Una joya de obligada lectura, Matar a un ruiseñor, de la escritora estadounidense Harper Lee.
Un libro que me han recomendado multitud de personas, por lo que sólo estaba en espera a que le llegara su turno de lectura. Debo decir que, a pesar de no haberlo leído, sabía que no me resultaría desconocida la historia puesto que, hace muchísimos años, vi la película con mis padres. También me sonaba que su protagonista era Gregory Peck, uno de los grandes actores de la época dorada de Hollywood y uno de los preferidos de mi madre, al igual que mío. A pesar de ello, no recordaba nada de la historia hasta que me puse a leer y, poco a poco, alguna zona de mi memoria se fue iluminando tenuemente.
Me ha maravillado cómo la escritora hila la descripción de su infancia y del fin de la misma, y de todos los hechos que rodearon estas vivencias. Ante todo considero que es una historia humana que me ha conmovido y ha tocado mi corazón. Aún más porque me he trasladado a mi infancia y juventud, a la pasión por el cine, compartida con mi madre..., esas tardes y noches viendo algún clásico que ponían en La Primera y compartiendo sofá y, si la historia lo merecía, lágrimas de emoción... Este libro lo he leído con mi madre en el corazón (como siempre), pero también en mi mente.

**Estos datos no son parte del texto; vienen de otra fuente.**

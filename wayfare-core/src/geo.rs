//! Great-circle distance math shared by the scorer and planner.
//!
//! The planner only ever compares distances between nearby points, so the
//! plain haversine formula on a spherical Earth is accurate enough; no
//! ellipsoidal correction is applied.

use ::geo::Coord;

/// Mean Earth radius in meters used by [`haversine_distance`].
pub const EARTH_RADIUS_METERS: f64 = 6_371_000.0;

/// Great-circle (haversine) distance between two WGS84 coordinates, in
/// meters.
///
/// The function is symmetric: `haversine_distance(a, b)` equals
/// `haversine_distance(b, a)`. Non-finite coordinates are a caller
/// contract violation and are not handled defensively.
///
/// # Examples
/// ```
/// use geo::Coord;
/// use wayfare_core::geo::haversine_distance;
///
/// let george_town = Coord { x: 100.3327, y: 5.4164 };
/// let kek_lok_si = Coord { x: 100.2734, y: 5.3992 };
/// let d = haversine_distance(george_town, kek_lok_si);
/// assert!(d > 6_000.0 && d < 8_000.0);
/// ```
#[must_use]
pub fn haversine_distance(a: Coord<f64>, b: Coord<f64>) -> f64 {
    let lat_a = a.y.to_radians();
    let lat_b = b.y.to_radians();
    let delta_lat = (b.y - a.y).to_radians();
    let delta_lon = (b.x - a.x).to_radians();

    let half_chord = (delta_lat / 2.0).sin().powi(2)
        + lat_a.cos() * lat_b.cos() * (delta_lon / 2.0).sin().powi(2);
    2.0 * EARTH_RADIUS_METERS * half_chord.sqrt().asin()
}

/// Mean latitude/longitude of a set of coordinates.
///
/// Returns `None` for an empty iterator. The result is a filtering aid,
/// not itself a point of interest.
///
/// # Examples
/// ```
/// use geo::Coord;
/// use wayfare_core::geo::centroid;
///
/// let mid = centroid([
///     Coord { x: 0.0, y: 0.0 },
///     Coord { x: 2.0, y: 4.0 },
/// ]);
/// assert_eq!(mid, Some(Coord { x: 1.0, y: 2.0 }));
/// ```
pub fn centroid<I>(points: I) -> Option<Coord<f64>>
where
    I: IntoIterator<Item = Coord<f64>>,
{
    let mut count = 0_u32;
    let mut sum = Coord { x: 0.0, y: 0.0 };
    for point in points {
        sum.x += point.x;
        sum.y += point.y;
        count += 1;
    }
    if count == 0 {
        return None;
    }
    let n = f64::from(count);
    Some(Coord {
        x: sum.x / n,
        y: sum.y / n,
    })
}

#[cfg(test)]
mod tests {
    use super::*;
    use proptest::prelude::*;
    use rstest::rstest;

    #[rstest]
    fn zero_distance_for_identical_points() {
        let p = Coord { x: 101.7, y: 3.15 };
        assert_eq!(haversine_distance(p, p), 0.0);
    }

    #[rstest]
    fn one_degree_of_latitude_is_about_111_km() {
        let a = Coord { x: 0.0, y: 0.0 };
        let b = Coord { x: 0.0, y: 1.0 };
        let d = haversine_distance(a, b);
        assert!((d - 111_195.0).abs() < 100.0, "got {d}");
    }

    #[rstest]
    fn centroid_of_empty_set_is_none() {
        assert_eq!(centroid(std::iter::empty()), None);
    }

    proptest! {
        #[test]
        fn distance_is_symmetric(
            lon_a in -180.0_f64..180.0,
            lat_a in -90.0_f64..90.0,
            lon_b in -180.0_f64..180.0,
            lat_b in -90.0_f64..90.0,
        ) {
            let a = Coord { x: lon_a, y: lat_a };
            let b = Coord { x: lon_b, y: lat_b };
            let forward = haversine_distance(a, b);
            let backward = haversine_distance(b, a);
            prop_assert!((forward - backward).abs() < 1e-6);
            prop_assert!(forward >= 0.0);
        }
    }
}
//! Multi-day itinerary construction over scored points of interest.
//!
//! The planner turns a priority-scored candidate pool into a [`TripPlan`]
//! in four stages:
//!
//! 1. **Cluster**: preferred POIs (anchors) are grouped by single-link
//!    proximity clustering ([`cluster_anchors`]).
//! 2. **Assign**: clusters are mapped onto trip days, round-robining when
//!    clusters outnumber days; days without anchors stay flexible.
//! 3. **Fill**: each day's spare capacity is filled from the non-anchor
//!    pool, sampling by priority weight when candidates are abundant and
//!    deterministically when scarce.
//! 4. **Sequence**: each day's POIs are ordered by a nearest-neighbour
//!    walk and consecutive days are linked by overnight transitions.
//!
//! All randomness flows through a single seeded RNG, so a pinned seed
//! reproduces a plan exactly.
//!
//! [`TripPlan`]: wayfare_core::TripPlan

#![forbid(unsafe_code)]

mod assign;
mod cluster;
mod fill;
mod planner;
mod sequence;

pub use cluster::cluster_anchors;
pub use planner::{ItineraryPlanner, PlanRequest};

Ahora sólo me falta volver a ver la película, pero esta vez con ojos de adulta y corazón de niña.
Sinopsis:
Jean Louise Finch evoca una época de su infancia en Alabama (EE UU), cuando su padre, Atticus, decidió defender ante los tribunales a un hombre negro acusado de violar a una mujer blanca.
Matar a un ruiseñor muestra una comunidad dominada por los prejuicios raciales, la desconfianza hacia lo diferente, la rigidez de los vínculos familiares y vecinales. Y con un sistema judicial sin apenas garantías para la población negra. Un auténtico clásico de la literatura estadounidense del siglo XX que ha cautivado a millones de lectores. En 1962, Robert Mulligan la llevó al cine es una oscarizada producción con Horton Foote y Gregory Peck en los papeles protagonistas.